No criminal charges will be brought against a Memphis police officer who was fired for his involvement in the traffic stop that led to the death of Tyre Nichols, the Shelby County district attorney said Tuesday.
Nichols, a 29-year-old Black man, was brutally assaulted after he was pulled over Jan. 7 for alleged reckless driving and died three days later. On Tuesday, Shelby County DA Steve Mulroy shared an update regarding the investigation into Nichols’ death, explaining why criminal charges against former Memphis Police Officer Preston Hemphill were not warranted.
Hemphill was at the scene of the traffic stop, but was never present at the later scene where Nichols was seen on video being punched and struck with a baton, the prosecutor said.
“By no means do we endorse the conduct of Officer Hemphill at that first traffic stop,” Mulroy said. “But we do not believe that criminal charges are appropriate.”
He added that officials reviewed hours of body camera footage and conducted hours of interviews with the officer, who fired a stun gun at Nichols as he was running away from the initial traffic stop.
Hemphill was terminated for several violations that included using a Taser, police said in February.
On Tuesday, Mulroy said that in reviewing and analyzing body camera footage, Hemphill was trying to deploy the stun gun “because he saw Nichols was not fleeing towards the neighborhood, but was in fact heading towards an open car door of a police cruiser.”
“That had to bear weight on our evaluation of his decision,” he said.
Mulroy said that his office consulted with the family and attorney Ben Crump, who said they were in support of the decision to not press charges.

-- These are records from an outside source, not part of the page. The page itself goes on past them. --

// (c) 2023 John A. Breaux
// This code is licensed under MIT license (see LICENSE for details)

//! Controls the [Quirks] behavior of the CPU on a granular level.

use super::mode::Mode;

/// Controls the quirk behavior of the CPU on a granular level.
///
/// `false` is Cosmac-VIP-like behavior. [Quirks::from] a [Mode] gives the
/// full table for that interpreter:
///
/// | quirk            | Chip8 | SChip | affects
/// |------------------|-------|-------|---------
/// | `bin_ops`        | false | false | `8xy1`, `8xy2`, `8xy3`
/// | `shift`          | false | true  | `8xy6`, `8xyE`
/// | `dma_inc`        | false | true  | `Fx55`, `Fx65`
/// | `jump_vx`        | false | true  | `Bnnn`
/// | `index_overflow` | false | true  | `Fx1E`
/// | `extended`       | false | true  | `00Cn`, `00FB`..`00FF`, `Dxy0`, `Fx30`, `Fx75`, `Fx85`
#[derive(Clone, Copy, Debug, PartialEq, Eq, PartialOrd, Ord, Hash)]
pub struct Quirks {
    /// Binary ops in `8xy`(`1`, `2`, `3`) shouldn't set vF to 0
    pub bin_ops: bool,
    /// Super Chip: Shift ops in `8xy`(`6`, `E`) shouldn't source from vY instead of vX
    pub shift: bool,
    /// Super Chip: DMA instructions `Fx55`/`Fx65` shouldn't change I to I + x + 1
    pub dma_inc: bool,
    /// Super Chip: Indexed jump instructions should go to `adr` + v`a` where `a` is high nibble of `adr`.
    pub jump_vx: bool,
    /// Super Chip: `Fx1E` sets vF when I leaves the 12-bit address space
    pub index_overflow: bool,
    /// Super Chip: enables hires mode, scrolling, 16x16 sprites, the big font, and flag registers
    pub extended: bool,
}

impl From<Mode> for Quirks {
    fn from(value: Mode) -> Self {
        match value {
            Mode::Chip8 => Quirks {
                bin_ops: false,
                shift: false,
                dma_inc: false,
                jump_vx: false,
                index_overflow: false,
                extended: false,
            },
            Mode::SChip => Quirks {
                bin_ops: false,
                shift: true,
                dma_inc: true,
                jump_vx: true,
                index_overflow: true,
                extended: true,
            },
        }
    }
}

impl Default for Quirks {
    fn default() -> Self {
        Self::from(Mode::default())
    }
}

He read a statement from Crump on behalf of Nichols’ family that said: “We understand that this individual has been fully cooperating with the investigation and has promised to provide substantial cooperation going forward. In light of this, we are supportive of no charges for this individual.”
“It is our deepest hope and expectation that justice will be served fully and that all who had a role to play in this senseless tragedy will be held accountable,” the statement said.
A Memphis police spokesperson could not be reached Tuesday for the department’s reaction to the DA’s decision.
Lee Gerald, an attorney for Hemphill, said the announcement of no charges “didn’t come as a surprise to us.”
“As we prepared a defense for what we thought might be pending charges, in our investigation we discovered evidence that Officer Hemphill did not violate Tennessee or federal law,” he said. “In fact, the evidence we discovered and presented to the DA’s trial team was that Officer Hemphill at the first scene actually on more than one occasion attempted to de-escalate the confrontation.”
Hemphill will continue to cooperate in the investigation and “maintain his oath to enforce the laws of Tennessee and the U.S. Constitution,” Gerald said. However, it was unclear if Hemphill plans to seek reinstatement as an officer.
Also Tuesday, Mulroy said that Nichols’ autopsy is almost complete.
“We expect that it will confirm that Mr. Nichols died as a result of the injuries sustained during the beating,” he added.
Videos of the police stop and beating of Nichols shocked and horrified people across the nation. FBI Director Christopher Wray said he was “appalled,” and President Joe Biden said he was outraged and he called the video horrific.
Five Memphis police officers were fired and criminally charged with second-degree murder and other counts after the traffic stop and the beating.
The officers — Tadarrius Bean, Demetrius Haley, Emmitt Martin III, Desmond Mills Jr. and Justin Smith — pleaded not guilty to the charges in February.
Four of them cannot work as law enforcement officers again in Tennessee. The Peace Officer Standards & Training Commission, or P.O.S.T., voted to decertify Haley, Martin and Smith during a meeting in March. It also approved a decision by Mills to surrender his certification.
Bean, Hemphill and Dewayne Smith have not yet had their decertification hearings in front of the commission. Smith, the supervising lieutenant who arrived on scene after the beating, retired instead of being fired.
Smith and a seventh police employee who was not named after being relieved of duty have not been charged in the investigation.